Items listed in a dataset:
++++

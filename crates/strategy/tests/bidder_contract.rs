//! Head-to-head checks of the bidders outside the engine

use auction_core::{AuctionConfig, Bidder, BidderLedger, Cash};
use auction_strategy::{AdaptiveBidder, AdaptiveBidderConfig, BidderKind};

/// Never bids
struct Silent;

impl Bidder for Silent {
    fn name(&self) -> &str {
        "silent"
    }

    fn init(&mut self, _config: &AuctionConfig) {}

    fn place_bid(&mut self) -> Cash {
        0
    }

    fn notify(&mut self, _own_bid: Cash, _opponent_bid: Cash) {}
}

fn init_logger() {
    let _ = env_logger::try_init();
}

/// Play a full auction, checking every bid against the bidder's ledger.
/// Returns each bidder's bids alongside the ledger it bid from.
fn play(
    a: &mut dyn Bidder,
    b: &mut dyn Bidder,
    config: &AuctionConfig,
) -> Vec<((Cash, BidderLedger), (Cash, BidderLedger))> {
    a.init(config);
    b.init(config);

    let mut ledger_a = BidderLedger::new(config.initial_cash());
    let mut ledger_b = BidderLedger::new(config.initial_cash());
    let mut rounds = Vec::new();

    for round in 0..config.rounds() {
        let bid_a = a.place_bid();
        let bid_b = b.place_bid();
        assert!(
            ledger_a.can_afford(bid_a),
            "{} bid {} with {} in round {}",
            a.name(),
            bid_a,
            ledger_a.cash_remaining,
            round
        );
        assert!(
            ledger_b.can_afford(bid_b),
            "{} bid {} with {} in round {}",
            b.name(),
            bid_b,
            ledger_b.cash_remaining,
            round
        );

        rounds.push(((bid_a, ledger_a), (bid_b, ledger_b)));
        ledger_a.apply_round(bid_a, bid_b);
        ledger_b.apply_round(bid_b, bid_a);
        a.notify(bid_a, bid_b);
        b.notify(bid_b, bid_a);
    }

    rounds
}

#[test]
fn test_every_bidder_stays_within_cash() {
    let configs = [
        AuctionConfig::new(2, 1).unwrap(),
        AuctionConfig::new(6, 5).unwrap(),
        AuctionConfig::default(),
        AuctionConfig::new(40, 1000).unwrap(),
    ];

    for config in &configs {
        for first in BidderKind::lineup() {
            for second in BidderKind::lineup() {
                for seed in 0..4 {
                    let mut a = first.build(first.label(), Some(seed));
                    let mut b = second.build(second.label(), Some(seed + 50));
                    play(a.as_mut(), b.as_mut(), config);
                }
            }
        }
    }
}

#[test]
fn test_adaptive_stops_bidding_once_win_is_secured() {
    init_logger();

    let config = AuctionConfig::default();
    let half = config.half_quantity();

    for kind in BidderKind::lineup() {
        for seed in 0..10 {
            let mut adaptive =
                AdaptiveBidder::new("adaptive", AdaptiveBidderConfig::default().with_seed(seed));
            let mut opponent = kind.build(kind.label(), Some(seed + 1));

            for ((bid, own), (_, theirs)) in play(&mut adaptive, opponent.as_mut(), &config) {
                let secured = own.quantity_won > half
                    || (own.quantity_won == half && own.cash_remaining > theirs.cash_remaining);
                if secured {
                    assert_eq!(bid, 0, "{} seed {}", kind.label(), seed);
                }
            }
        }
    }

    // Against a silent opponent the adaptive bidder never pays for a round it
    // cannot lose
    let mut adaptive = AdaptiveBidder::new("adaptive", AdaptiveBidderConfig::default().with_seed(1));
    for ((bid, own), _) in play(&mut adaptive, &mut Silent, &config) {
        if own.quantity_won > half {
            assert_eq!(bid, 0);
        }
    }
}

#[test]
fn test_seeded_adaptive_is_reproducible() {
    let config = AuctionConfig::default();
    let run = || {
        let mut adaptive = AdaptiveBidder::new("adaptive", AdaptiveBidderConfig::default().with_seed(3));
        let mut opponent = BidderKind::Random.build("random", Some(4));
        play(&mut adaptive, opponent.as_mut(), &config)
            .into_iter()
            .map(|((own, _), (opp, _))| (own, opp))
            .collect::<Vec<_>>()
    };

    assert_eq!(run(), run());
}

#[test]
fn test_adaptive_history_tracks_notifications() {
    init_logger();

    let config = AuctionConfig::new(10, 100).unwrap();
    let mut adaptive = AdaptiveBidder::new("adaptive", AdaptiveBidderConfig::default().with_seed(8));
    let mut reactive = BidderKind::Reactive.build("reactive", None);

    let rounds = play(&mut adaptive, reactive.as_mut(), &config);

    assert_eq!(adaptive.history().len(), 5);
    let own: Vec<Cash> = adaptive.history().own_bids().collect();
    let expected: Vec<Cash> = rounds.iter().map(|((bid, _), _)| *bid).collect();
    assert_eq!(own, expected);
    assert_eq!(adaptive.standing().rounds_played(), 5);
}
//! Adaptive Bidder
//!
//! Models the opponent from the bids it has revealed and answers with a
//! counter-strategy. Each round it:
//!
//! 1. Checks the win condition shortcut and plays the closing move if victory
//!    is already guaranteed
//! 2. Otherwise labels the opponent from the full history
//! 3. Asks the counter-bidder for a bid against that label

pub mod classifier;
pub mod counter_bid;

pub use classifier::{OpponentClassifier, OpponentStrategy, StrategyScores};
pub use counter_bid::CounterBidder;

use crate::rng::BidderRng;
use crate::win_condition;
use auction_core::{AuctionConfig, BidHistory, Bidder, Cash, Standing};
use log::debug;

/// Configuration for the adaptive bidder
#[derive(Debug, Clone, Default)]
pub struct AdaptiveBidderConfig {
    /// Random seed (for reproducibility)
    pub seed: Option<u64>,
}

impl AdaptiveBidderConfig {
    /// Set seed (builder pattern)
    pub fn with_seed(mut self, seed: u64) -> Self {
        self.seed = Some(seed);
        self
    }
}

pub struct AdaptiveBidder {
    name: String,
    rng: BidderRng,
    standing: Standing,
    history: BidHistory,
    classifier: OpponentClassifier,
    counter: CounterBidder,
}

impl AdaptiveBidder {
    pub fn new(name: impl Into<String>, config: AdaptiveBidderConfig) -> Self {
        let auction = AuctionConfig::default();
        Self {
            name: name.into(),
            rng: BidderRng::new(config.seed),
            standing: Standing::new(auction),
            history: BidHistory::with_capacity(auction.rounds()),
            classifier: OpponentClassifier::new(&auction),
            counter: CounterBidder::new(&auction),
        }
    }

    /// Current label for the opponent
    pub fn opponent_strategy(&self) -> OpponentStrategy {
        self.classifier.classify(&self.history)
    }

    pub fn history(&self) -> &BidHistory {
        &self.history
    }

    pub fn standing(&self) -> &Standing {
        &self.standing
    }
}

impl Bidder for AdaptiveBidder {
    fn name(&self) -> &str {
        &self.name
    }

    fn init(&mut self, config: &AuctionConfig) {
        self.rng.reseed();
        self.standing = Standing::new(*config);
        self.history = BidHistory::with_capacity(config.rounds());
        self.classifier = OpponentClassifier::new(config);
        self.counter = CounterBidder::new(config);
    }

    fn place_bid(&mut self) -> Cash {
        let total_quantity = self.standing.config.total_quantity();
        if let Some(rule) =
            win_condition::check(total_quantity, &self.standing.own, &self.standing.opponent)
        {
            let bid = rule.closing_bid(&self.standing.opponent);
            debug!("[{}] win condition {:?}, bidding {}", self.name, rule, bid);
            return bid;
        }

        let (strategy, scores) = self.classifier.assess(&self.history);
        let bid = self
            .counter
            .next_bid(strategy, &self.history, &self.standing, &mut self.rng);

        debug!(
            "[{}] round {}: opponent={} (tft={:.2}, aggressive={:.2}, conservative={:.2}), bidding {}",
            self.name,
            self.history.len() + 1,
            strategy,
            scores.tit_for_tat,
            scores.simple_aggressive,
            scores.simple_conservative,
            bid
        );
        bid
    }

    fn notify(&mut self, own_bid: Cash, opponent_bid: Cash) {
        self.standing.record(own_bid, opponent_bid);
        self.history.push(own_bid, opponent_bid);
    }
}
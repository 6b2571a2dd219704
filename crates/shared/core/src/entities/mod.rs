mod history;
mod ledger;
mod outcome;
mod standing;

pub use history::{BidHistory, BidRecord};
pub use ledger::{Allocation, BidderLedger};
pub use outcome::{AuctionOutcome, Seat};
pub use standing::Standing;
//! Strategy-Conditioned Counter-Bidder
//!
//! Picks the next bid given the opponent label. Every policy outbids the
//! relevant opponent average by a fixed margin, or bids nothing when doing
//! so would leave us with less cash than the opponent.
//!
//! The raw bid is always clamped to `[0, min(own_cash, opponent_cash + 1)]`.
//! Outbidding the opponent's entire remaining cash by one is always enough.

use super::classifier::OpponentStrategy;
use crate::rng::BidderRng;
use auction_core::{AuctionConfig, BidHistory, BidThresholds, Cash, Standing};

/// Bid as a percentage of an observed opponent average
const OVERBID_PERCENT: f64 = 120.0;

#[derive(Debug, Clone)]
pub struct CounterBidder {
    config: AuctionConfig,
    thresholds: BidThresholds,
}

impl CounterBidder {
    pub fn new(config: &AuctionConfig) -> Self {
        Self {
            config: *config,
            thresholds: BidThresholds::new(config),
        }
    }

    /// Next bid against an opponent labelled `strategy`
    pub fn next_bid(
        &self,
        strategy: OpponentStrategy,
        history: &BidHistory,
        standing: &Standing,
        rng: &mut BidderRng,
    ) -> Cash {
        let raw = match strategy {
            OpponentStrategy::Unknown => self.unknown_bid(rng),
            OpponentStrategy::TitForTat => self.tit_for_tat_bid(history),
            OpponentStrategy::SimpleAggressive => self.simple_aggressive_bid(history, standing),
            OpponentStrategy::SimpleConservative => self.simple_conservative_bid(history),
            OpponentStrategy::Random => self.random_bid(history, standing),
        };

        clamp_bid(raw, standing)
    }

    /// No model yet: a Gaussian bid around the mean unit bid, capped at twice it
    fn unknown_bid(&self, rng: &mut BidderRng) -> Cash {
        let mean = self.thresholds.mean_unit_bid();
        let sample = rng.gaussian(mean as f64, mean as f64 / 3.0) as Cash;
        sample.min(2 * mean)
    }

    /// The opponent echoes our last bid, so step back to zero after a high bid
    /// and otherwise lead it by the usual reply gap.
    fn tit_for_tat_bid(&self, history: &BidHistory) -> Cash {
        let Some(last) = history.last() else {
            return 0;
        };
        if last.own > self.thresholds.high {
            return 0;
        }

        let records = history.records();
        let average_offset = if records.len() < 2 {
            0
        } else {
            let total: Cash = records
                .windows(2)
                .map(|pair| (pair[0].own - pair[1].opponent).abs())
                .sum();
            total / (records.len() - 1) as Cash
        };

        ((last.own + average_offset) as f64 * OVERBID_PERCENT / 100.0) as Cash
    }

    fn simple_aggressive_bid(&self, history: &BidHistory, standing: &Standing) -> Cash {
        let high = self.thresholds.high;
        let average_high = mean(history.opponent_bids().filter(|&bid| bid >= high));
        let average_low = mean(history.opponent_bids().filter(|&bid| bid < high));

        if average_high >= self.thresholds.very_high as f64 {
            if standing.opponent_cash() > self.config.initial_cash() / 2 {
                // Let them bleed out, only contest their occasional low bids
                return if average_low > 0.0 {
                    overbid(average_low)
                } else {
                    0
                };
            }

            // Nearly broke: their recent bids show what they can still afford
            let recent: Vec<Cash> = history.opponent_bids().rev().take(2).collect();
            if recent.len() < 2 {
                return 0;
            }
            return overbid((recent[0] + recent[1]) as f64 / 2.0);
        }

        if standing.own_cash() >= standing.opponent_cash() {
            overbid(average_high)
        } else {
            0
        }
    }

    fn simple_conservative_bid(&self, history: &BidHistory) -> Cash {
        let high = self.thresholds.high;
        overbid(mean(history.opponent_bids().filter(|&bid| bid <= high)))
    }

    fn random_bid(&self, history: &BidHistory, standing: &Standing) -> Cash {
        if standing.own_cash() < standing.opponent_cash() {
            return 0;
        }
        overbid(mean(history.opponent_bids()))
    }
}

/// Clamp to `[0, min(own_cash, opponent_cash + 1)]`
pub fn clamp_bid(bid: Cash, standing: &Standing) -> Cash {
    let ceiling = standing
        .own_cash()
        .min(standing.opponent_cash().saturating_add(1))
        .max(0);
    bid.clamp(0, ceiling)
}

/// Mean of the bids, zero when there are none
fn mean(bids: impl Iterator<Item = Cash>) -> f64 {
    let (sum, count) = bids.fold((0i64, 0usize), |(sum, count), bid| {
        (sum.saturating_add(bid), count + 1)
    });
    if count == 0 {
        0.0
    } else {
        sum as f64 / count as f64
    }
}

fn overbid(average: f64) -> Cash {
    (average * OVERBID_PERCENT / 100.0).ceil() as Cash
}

++++

### Prompt
Using only the entries above, output the line with "return bid;", the line with "fn notify(&mut self, own_bid: Cash, opponent_bid: Cash)", and all lines between them, exactly as they stand.

### Task response
            return bid;
        }

        let (strategy, scores) = self.classifier.assess(&self.history);
        let bid = self
            .counter
            .next_bid(strategy, &self.history, &self.standing, &mut self.rng);

        debug!(
            "[{}] round {}: opponent={} (tft={:.2}, aggressive={:.2}, conservative={:.2}), bidding {}",
            self.name,
            self.history.len() + 1,
            strategy,
            scores.tit_for_tat,
            scores.simple_aggressive,
            scores.simple_conservative,
            bid
        );
        bid
    }

    fn notify(&mut self, own_bid: Cash, opponent_bid: Cash) {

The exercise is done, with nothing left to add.